The karma system is something that I find extremely annoying in games like these, especially the free roamers, where karma seems extremely important. A reputation is one of the key ingredients to make an open game work, but Fallout 3 seems to miss this. While the karma changes lets you get different wanderers to join you, it doesn’t seem to do enough. I had almost perfect good karma, yet when walking into Paradise Falls for the first time, a camp known for evil slavery, they happily let me in, as long as I grab a slave or two first. Similarly, after turning extremely evil, the residents of Megaton accepted me with open arms, which left me thinking if a Karma system was needed at all.
Of course you have the standard weapon and armour uses, and along with it comes breakages, a realistic but highly annoying aspect that I hate to love. But repairing becomes a nonsense when money, or should I say, Caps, are extremely hard to come by.
When beginning the game, I had to run around with the bare minimum of money in my hand, whilst everything else went to ammo or health packs. Then, out of nowhere, I was loaded and could buy all the guns I wanted, twice over. Then suddenly I’m a pauper again, and having to stick to a budget plan.

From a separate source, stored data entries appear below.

use super::{check_name, Blob, Bucket, ObjectStore, StorageError};
use crate::utils::atomic_write;
use async_trait::async_trait;
use bytes::Bytes;
use chrono::{DateTime, Utc};
use serde::{Deserialize, Serialize};
use std::io::ErrorKind;
use std::path::{Path, PathBuf};
use tokio::fs;

const BUCKET_FILE: &str = "bucket.json";
const OBJECTS_DIR: &str = "objects";
const META_DIR: &str = "meta";

#[derive(Debug, Serialize, Deserialize)]
struct BlobMeta {
    content_type: String,
    updated: DateTime<Utc>,
}

/// Object store laid out on disk:
///
/// ```text
/// <root>/<bucket>/bucket.json
/// <root>/<bucket>/objects/<name>
/// <root>/<bucket>/meta/<name>.json
/// ```
#[derive(Debug, Clone)]
pub struct FsObjectStore {
    root: PathBuf,
}

impl FsObjectStore {
    #[must_use]
    pub fn new(root: &Path) -> Self {
        Self {
            root: root.to_path_buf(),
        }
    }

    fn bucket_dir(&self, bucket: &str) -> PathBuf {
        self.root.join(bucket)
    }

    fn meta_path(&self, bucket: &str, name: &str) -> PathBuf {
        self.bucket_dir(bucket)
            .join(META_DIR)
            .join(format!("{name}.json"))
    }

    async fn read_bucket(&self, name: &str) -> Result<Option<Bucket>, StorageError> {
        match fs::read_to_string(self.bucket_dir(name).join(BUCKET_FILE)).await {
            Ok(content) => Ok(Some(serde_json::from_str(&content)?)),
            Err(e) if e.kind() == ErrorKind::NotFound => Ok(None),
            Err(e) => Err(e.into()),
        }
    }

    async fn require_bucket(&self, name: &str) -> Result<(), StorageError> {
        match self.read_bucket(name).await? {
            Some(_) => Ok(()),
            None => Err(StorageError::BucketNotFound(name.to_string())),
        }
    }
}

#[async_trait]
impl ObjectStore for FsObjectStore {
    async fn lookup_bucket(&self, name: &str) -> Result<Option<Bucket>, StorageError> {
        check_name(name)?;
        self.read_bucket(name).await
    }

    async fn create_bucket(&self, name: &str) -> Result<Bucket, StorageError> {
        check_name(name)?;
        if self.read_bucket(name).await?.is_some() {
            return Err(StorageError::BucketAlreadyExists(name.to_string()));
        }
        let dir = self.bucket_dir(name);
        fs::create_dir_all(dir.join(OBJECTS_DIR)).await?;
        fs::create_dir_all(dir.join(META_DIR)).await?;
        let bucket = Bucket {
            name: name.to_string(),
            created: Utc::now(),
        };
        atomic_write(&dir.join(BUCKET_FILE), &serde_json::to_vec_pretty(&bucket)?).await?;
        Ok(bucket)
    }

    async fn list_buckets(&self) -> Result<Vec<Bucket>, StorageError> {
        let mut entries = match fs::read_dir(&self.root).await {
            Ok(entries) => entries,
            Err(e) if e.kind() == ErrorKind::NotFound => return Ok(Vec::new()),
            Err(e) => return Err(e.into()),
        };
        let mut buckets = Vec::new();
        while let Some(entry) = entries.next_entry().await? {
            if !entry.file_type().await?.is_dir() {
                continue;
            }
            let name = entry.file_name().to_string_lossy().into_owned();
            if let Some(bucket) = self.read_bucket(&name).await? {
                buckets.push(bucket);
            }
        }
        buckets.sort_by(|a, b| a.name.cmp(&b.name));
        Ok(buckets)
    }

    async fn list_blobs(&self, bucket: &str) -> Result<Vec<String>, StorageError> {
        check_name(bucket)?;
        self.require_bucket(bucket).await?;
        let mut entries = fs::read_dir(self.bucket_dir(bucket).join(OBJECTS_DIR)).await?;
        let mut names = Vec::new();
        while let Some(entry) = entries.next_entry().await? {
            let name = entry.file_name().to_string_lossy().into_owned();
            // in-flight temp files from atomic_write have no metadata yet
            if self.meta_path(bucket, &name).exists() {
                names.push(name);
            }
        }
        names.sort();
        Ok(names)
    }

    async fn get_blob(&self, bucket: &str, name: &str) -> Result<Option<Blob>, StorageError> {
        check_name(bucket)?;
        check_name(name)?;
        let meta: BlobMeta = match fs::read_to_string(self.meta_path(bucket, name)).await {
            Ok(content) => serde_json::from_str(&content)?,
            Err(e) if e.kind() == ErrorKind::NotFound => return Ok(None),
            Err(e) => return Err(e.into()),
        };
        let data = match fs::read(self.bucket_dir(bucket).join(OBJECTS_DIR).join(name)).await {
            Ok(data) => data,
            Err(e) if e.kind() == ErrorKind::NotFound => return Ok(None),
            Err(e) => return Err(e.into()),
        };
        Ok(Some(Blob {
            bucket: bucket.to_string(),
            name: name.to_string(),
            content_type: meta.content_type,
            data: Bytes::from(data),
            updated: meta.updated,
        }))
    }

    async fn upload(
        &self,
        bucket: &str,
        name: &str,
        data: Bytes,
        content_type: &str,
    ) -> Result<Blob, StorageError> {
        check_name(bucket)?;
        check_name(name)?;
        self.require_bucket(bucket).await?;
        let meta = BlobMeta {
            content_type: content_type.to_string(),
            updated: Utc::now(),
        };
        let object_path = self.bucket_dir(bucket).join(OBJECTS_DIR).join(name);
        atomic_write(&object_path, &data).await?;
        atomic_write(&self.meta_path(bucket, name), &serde_json::to_vec_pretty(&meta)?).await?;
        Ok(Blob {
            bucket: bucket.to_string(),
            name: name.to_string(),
            content_type: meta.content_type,
            data,
            updated: meta.updated,
        })
    }
}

The difficulty curve doesn’t seem to want to make its mind up, and I guess that’s what you get with a free roamer, depending on where you go, you are either going to be amazingly epic, or running away with your hands over your head begging for mercy. Maybe it was me playing it wrong, but I feel the way Oblivion worked really well when the game levelled up with you, but at the same time posed a threat.
I guess that a lot of my points can be withered down to nit picking, but it’s the small things that build up to end product. If you were to build a house, but half of your bricks were crap, it shows, and Fallout 3 certainly does have a few crap bricks. Even though Bethesda has painted over them with pretty paint, they are still obvious.
And they have promised us DLC, but many games do these days. It’s as if most developers see the DLC features a reason to release a half assed game and work on it again later, which is not what makes a good game in my books. The game should be amazing on release, with DLC being an added extra, not the other way around.
It’s like when starting Fallout 3, the team was offered the entire array of ingredients that make a perfect game, yet Bethesda were picky and only chose a few of them, instead of picking up the entire lot and running with it. Everything is THERE, but it doesn’t all work properly, which is a shame because it could of been the most epic game of all time.
I guess Fallout 3 does get its ‘good’ rating, rather reluctantly though. I did enjoy playing it, but it wasn't as good as the pre-game hype made it out to be, and there are so many things it could do to become double the greatness it is at the moment. We’ll have to wait and see if Bethesda does work on it.